**What is needed:** In the data below, how many lines include the word "AsRef"? Give only the number.

**Records for the exercise:**
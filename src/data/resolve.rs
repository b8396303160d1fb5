use std::collections::BTreeMap;

// ---------------------------------------------------------------------------
// Concept – a semantic role a column can play
// ---------------------------------------------------------------------------

/// Semantic column roles looked up by keyword in the sheet headers.
#[derive(Debug, Clone, Copy, PartialEq, Eq, PartialOrd, Ord, Hash)]
pub enum Concept {
    Latitude,
    Longitude,
    Poverty,
    Province,
    Regency,
    UnemploymentRate,
    LaborMale,
    LaborFemale,
}

impl Concept {
    pub const ALL: [Concept; 8] = [
        Concept::Latitude,
        Concept::Longitude,
        Concept::Poverty,
        Concept::Province,
        Concept::Regency,
        Concept::UnemploymentRate,
        Concept::LaborMale,
        Concept::LaborFemale,
    ];

    /// Uppercase substrings tried in priority order.
    pub fn keywords(self) -> &'static [&'static str] {
        match self {
            Concept::Latitude => &["LATITUDE", "LAT"],
            Concept::Longitude => &["LONGITUDE", "LONG", "LON"],
            Concept::Poverty => &["PENDUDUK_MISKIN", "MISKIN", "KEMISKINAN", "POVERTY"],
            Concept::Province => &["PROVINSI", "PROV"],
            Concept::Regency => &["KABUPATEN", "KAB", "KOTA", "REGENCY"],
            Concept::UnemploymentRate => &["TPT", "PENGANGGURAN", "UNEMPLOYMENT"],
            // "MALE" would also match "FEMALE", so it is not a keyword here.
            Concept::LaborMale => &["LAKI-LAKI", "LAKI", "PRIA"],
            Concept::LaborFemale => &["PEREMPUAN", "WANITA", "FEMALE"],
        }
    }

    pub fn label(self) -> &'static str {
        match self {
            Concept::Latitude => "latitude",
            Concept::Longitude => "longitude",
            Concept::Poverty => "poverty",
            Concept::Province => "province",
            Concept::Regency => "regency/city",
            Concept::UnemploymentRate => "unemployment rate",
            Concept::LaborMale => "male participation",
            Concept::LaborFemale => "female participation",
        }
    }
}

/// Find the column playing `concept`.
///
/// Keywords are tried in priority order and, for each, columns in their
/// original order; the first column whose uppercased name contains the
/// keyword wins. `None` means the feature relying on it is unavailable.
pub fn resolve<S: AsRef<str>>(columns: &[S], concept: Concept) -> Option<String> {
    let upper: Vec<String> = columns
        .iter()
        .map(|c| c.as_ref().to_uppercase())
        .collect();
    concept.keywords().iter().find_map(|kw| {
        upper
            .iter()
            .position(|c| c.contains(kw))
            .map(|i| columns[i].as_ref().to_string())
    })
}

// ---------------------------------------------------------------------------
// ColumnMap – every concept resolved once per table
// ---------------------------------------------------------------------------

/// Resolved column names for one table, computed once after loading so that
/// every view agrees on which column plays which role.
#[derive(Debug, Clone, Default, PartialEq)]
pub struct ColumnMap {
    resolved: BTreeMap<Concept, String>,
}

impl ColumnMap {
    pub fn resolve_all<S: AsRef<str>>(columns: &[S]) -> Self {
        let resolved = Concept::ALL
            .iter()
            .filter_map(|&c| resolve(columns, c).map(|col| (c, col)))
            .collect();
        ColumnMap { resolved }
    }

    pub fn get(&self, concept: Concept) -> Option<&str> {
        self.resolved.get(&concept).map(String::as_str)
    }

    /// Concepts from `wanted` that could not be resolved.
    pub fn missing(&self, wanted: &[Concept]) -> Vec<Concept> {
        wanted
            .iter()
            .copied()
            .filter(|c| !self.resolved.contains_key(c))
            .collect()
    }
}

**Exercise solution:** 2